Thirdly, Dr. Totman argues that the ideal situation of health-maintaining cognitive consistency may be undermined by lack of opportunity to perform “outputting” actions which consolidate and clarify the established rules or to engage in rule-affirming conversation with at least one other like-minded person, as will happen if a person becomes socially isolated or moves into a setting in which his familiar rules come under attack. The reason for this, Dr. Totman says, is that structural rules are ultimately social rules and require regular endorsement from the group of which the individual is a member and within which his rules have been acquired. In other words, each person’s “unconscious organizing system” is part of a “social communication network” and is incapable of functioning smoothly and consistently in the absence of at least one other unconscious organizing system with which it interacts. Human beings differ, it seems, from the computers to which Totman’s model likens them in requiring input from like-minded, or rather like-programmed, others, without which they are at risk of falling ill. “Most resistant to illness is the socially involved individual: the person who is well adjusted to a stable role within a supportive community.”

This is a view of human nature which precludes the possibility that individuals may generate their own inconsistencies or that social groups may generate what Marxists call internal contradictions. Totman’s assumption seems to be that there are such things as stable roles and static communities, and that problems only arise when people are compelled by circumstances to move from one stable setting to another, when they have to learn new sets of rules. There is, in fact, something undynamic, undialectical, and mechanical about his conception of both individuals and groups. They function smoothly so long as they are not interrupted, disturbed, or transplanted.

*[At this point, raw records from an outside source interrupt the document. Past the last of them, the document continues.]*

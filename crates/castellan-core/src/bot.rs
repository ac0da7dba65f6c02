//! AI bot players for Castellan.
//!
//! This module provides two difficulty levels:
//! - Easy: Random legal moves
//! - Medium: Greedy placement that closes its own patterns, and selective meeples
//!
//! Bots only look at the public queries of `GameState`.

use crate::actions::GameAction;
use crate::coord::{GridCoord, GridDirection};
use crate::game::{GamePhase, GameState};
use crate::grid::Grid;
use crate::player::PlayerId;
use crate::region::FeatureCell;
use crate::scoring::{majority_owners, pattern_points};
use crate::terrain::TerrainType;
use crate::tile::{Rotation, Tile};
use rand::prelude::*;
use serde::{Deserialize, Serialize};

/// Bot difficulty level
#[derive(Debug, Clone, Copy, PartialEq, Eq, Serialize, Deserialize)]
pub enum BotDifficulty {
    Easy,
    Medium,
}

/// A bot player that can decide on actions
#[derive(Debug)]
pub struct Bot {
    pub player_id: PlayerId,
    pub difficulty: BotDifficulty,
    rng: StdRng,
}

impl Bot {
    pub fn new(player_id: PlayerId, difficulty: BotDifficulty) -> Self {
        Self {
            player_id,
            difficulty,
            rng: StdRng::from_entropy(),
        }
    }

    pub fn with_seed(player_id: PlayerId, difficulty: BotDifficulty, seed: u64) -> Self {
        Self {
            player_id,
            difficulty,
            rng: StdRng::seed_from_u64(seed),
        }
    }

    /// Choose an action, or `None` when it is not this bot's turn
    pub fn choose_action(&mut self, game: &GameState) -> Option<GameAction> {
        if game.active_player() != Some(self.player_id) {
            return None;
        }

        match game.phase() {
            GamePhase::Placing => {
                let placements = game.valid_placements();
                if placements.is_empty() {
                    return Some(GameAction::Skip);
                }
                let (coord, rotation) = match self.difficulty {
                    BotDifficulty::Easy => *placements.choose(&mut self.rng)?,
                    BotDifficulty::Medium => self.choose_placement(game, &placements)?,
                };
                Some(GameAction::PlaceTile { coord, rotation })
            }
            GamePhase::Manning { coord } => {
                let positions = game.valid_meeple_positions();
                let direction = match self.difficulty {
                    BotDifficulty::Easy => self.choose_easy_meeple(&positions),
                    BotDifficulty::Medium => self.choose_meeple(game, *coord, &positions),
                };
                Some(direction.map_or(GameAction::Skip, |direction| GameAction::PlaceMeeple { direction }))
            }
            GamePhase::Idle | GamePhase::GameOver => None,
        }
    }

    /// Easy: a meeple on a random feature half of the time
    fn choose_easy_meeple(&mut self, positions: &[GridDirection]) -> Option<GridDirection> {
        if self.rng.gen_bool(0.5) {
            positions.choose(&mut self.rng).copied()
        } else {
            None
        }
    }

    /// Medium: try every placement on a copy of the grid and keep the best
    fn choose_placement(&mut self, game: &GameState, placements: &[(GridCoord, Rotation)]) -> Option<(GridCoord, Rotation)> {
        let grid = game.grid()?;
        let kind = game.current_tile()?.kind();

        let scored: Vec<((GridCoord, Rotation), i32)> = placements
            .iter()
            .map(|&(coord, rotation)| {
                let value = self.score_placement(grid, coord, Tile::with_rotation(kind, rotation));
                ((coord, rotation), value)
            })
            .collect();

        let best = scored.iter().map(|(_, value)| *value).max()?;
        let candidates: Vec<(GridCoord, Rotation)> = scored
            .into_iter()
            .filter(|(_, value)| *value == best)
            .map(|(placement, _)| placement)
            .collect();
        candidates.choose(&mut self.rng).copied()
    }

    /// Value of a placement: own completions count double, opponents' count against
    fn score_placement(&self, grid: &Grid, coord: GridCoord, tile: Tile) -> i32 {
        let mut trial = grid.clone();
        if !matches!(trial.place(coord, tile), Ok(true)) {
            return i32::MIN;
        }

        let mut value = trial.direct_neighbors(coord).len() as i32;
        for id in trial.drain_completed() {
            let Some(pattern) = trial.regions().get(id) else {
                continue;
            };
            let points = pattern_points(pattern, &trial, true) as i32;
            let owners = majority_owners(pattern.claims().iter().map(|c| c.owner));
            if owners.contains(&self.player_id) {
                value += 2 * points;
            } else if owners.is_empty() {
                // Still claimable with the meeple this turn
                value += points;
            } else {
                value -= points;
            }
        }
        // Keep a claim possible on the new tile
        if !trial.meeple_spots(coord).is_empty() {
            value += 1;
        }
        value
    }

    /// Medium: claim completed patterns first, then cloisters, castles and roads.
    /// Fields and the last meeple are kept back.
    fn choose_meeple(&mut self, game: &GameState, coord: GridCoord, positions: &[GridDirection]) -> Option<GridDirection> {
        let grid = game.grid()?;
        let tile = grid.tile(coord)?;
        let supply = game
            .get_player(self.player_id)
            .map_or(0, |p| p.meeples_remaining);

        let mut ranked: Vec<(i32, GridDirection)> = positions
            .iter()
            .filter_map(|&direction| {
                let terrain = tile.terrain(direction);
                let pattern = grid.regions().pattern_at(FeatureCell::new(coord, direction));
                if pattern.is_some_and(|p| p.is_complete()) {
                    return Some((100, direction));
                }
                if supply <= 1 {
                    return None;
                }
                let size = pattern.map_or(0, |p| p.tile_count() as i32);
                match terrain {
                    TerrainType::Cloister => Some((30 + grid.neighbors(coord).len() as i32, direction)),
                    TerrainType::Fortification => Some((20 + 2 * size, direction)),
                    TerrainType::Path => Some((10 + size, direction)),
                    TerrainType::Field | TerrainType::Other => None,
                }
            })
            .collect();

        ranked.sort_by(|a, b| b.0.cmp(&a.0));
        ranked.first().map(|(_, direction)| *direction)
    }
}

#[cfg(test)]
mod tests {
    use super::*;
    use crate::config::GameConfig;
    use crate::stack::TileStack;
    use crate::tile::TileKind;

    fn game_with(kinds: Vec<TileKind>) -> GameState {
        let mut game = GameState::new(GameConfig::new().with_grid_size(9, 9)).unwrap();
        game.new_round(vec!["Bot".into(), "Human".into()], TileStack::from_kinds(kinds))
            .unwrap();
        game
    }

    #[test]
    fn test_bot_creation() {
        let bot = Bot::new(0, BotDifficulty::Easy);
        assert_eq!(bot.player_id, 0);
        assert_eq!(bot.difficulty, BotDifficulty::Easy);
    }

    #[test]
    fn test_bot_waits_for_its_turn() {
        let game = game_with(vec![TileKind::Road]);
        let mut bot = Bot::with_seed(1, BotDifficulty::Easy, 1);
        assert_eq!(bot.choose_action(&game), None);
    }

    #[test]
    fn test_easy_bot_places_legally() {
        let mut game = game_with(vec![TileKind::Road, TileKind::RoadCurve]);
        let mut bot = Bot::with_seed(0, BotDifficulty::Easy, 7);
        let action = bot.choose_action(&game).unwrap();
        assert!(matches!(action, GameAction::PlaceTile { .. }));
        assert!(game.apply(action).is_ok());
    }

    #[test]
    fn test_medium_bot_closes_castle_and_claims_it() {
        let mut game = game_with(vec![TileKind::CastleWall, TileKind::Road]);
        let mut bot = Bot::with_seed(0, BotDifficulty::Medium, 3);

        let action = bot.choose_action(&game).unwrap();
        assert_eq!(
            action,
            GameAction::PlaceTile {
                coord: GridCoord::new(0, -1),
                rotation: Rotation::R180
            }
        );
        game.apply(action).unwrap();

        let action = bot.choose_action(&game).unwrap();
        assert_eq!(
            action,
            GameAction::PlaceMeeple {
                direction: GridDirection::Bottom
            }
        );
        game.apply(action).unwrap();
        assert_eq!(game.get_player(0).unwrap().score, 4);
    }

    #[test]
    fn test_bots_finish_a_round() {
        let mut game = GameState::new(GameConfig::new().with_grid_size(21, 21)).unwrap();
        game.new_round(
            vec!["A".into(), "B".into()],
            TileStack::shuffled(TileKind::CastleWallRoad, 11),
        )
        .unwrap();
        let mut bots = [
            Bot::with_seed(0, BotDifficulty::Easy, 1),
            Bot::with_seed(1, BotDifficulty::Medium, 2),
        ];

        let mut steps = 0;
        while !game.is_over() {
            let player = game.active_player().unwrap();
            let action = bots[player as usize].choose_action(&game).unwrap();
            game.apply(action).unwrap();
            steps += 1;
            assert!(steps < 1000, "round did not finish");
        }

        for player in game.players() {
            assert_eq!(player.meeples_remaining, player.meeple_pool);
        }
    }
}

As a result “the preventive and remedial measures” Totman recommends in his last chapter are banal and superficial. They lack the bite of radical criticism of society that would be indicated if psychosomatic disease really is as common as he believes it to be and has the cause he believes it to have. He confines himself to such speculations as the suggestion that meditation may “induce temporary plasticity in the neural structures responsible for rule-following, thereby facilitating adaptive modification of rules” and such platitudes as suggesting that people should prepare themselves psychologically for predictable changes in their life styles, and that hospital regimens should not, as indeed they all too often do, teach patients the hospital’s set of rules all too well and undermine the set of rules they will need again after recovery and discharge.

Another result of Totman’s static, undynamic approach is that he entertains seriously the idea that psychosomatic illness has evolutionary value by eliminating those who are “socially uninvolved,” who “contribute nothing to the community’s cohesion, and in all probability detract from it in that they draw on its resources.” “It could therefore be conjectured that psychosomatic disease represents an automatic ‘self-destruct’ mechanism the purpose of which is to protect the species by selecting against individuals who, as a result of social change, become socially redundant.”

Totman himself admits that he finds this idea “morally and emotionally repugnant,” but he must, I think, be convicted of intellectual naïveté in supposing that it is possible to construct a purely cognitive model of mind based on mechanical analogies, excluding all conative and affective considerations, without coming to conclusions that are morally and emotionally repugnant. His sin is one of omission. If will and desire, guilt and grief, joy and sorrow are excluded by fiat at the onset, the resulting structural model cannot but be mechanical, lifeless, and inhuman. If Dr. Totman’s book is a representative example of structuralist thinking applied to psychology, God help us—the psychologists won’t.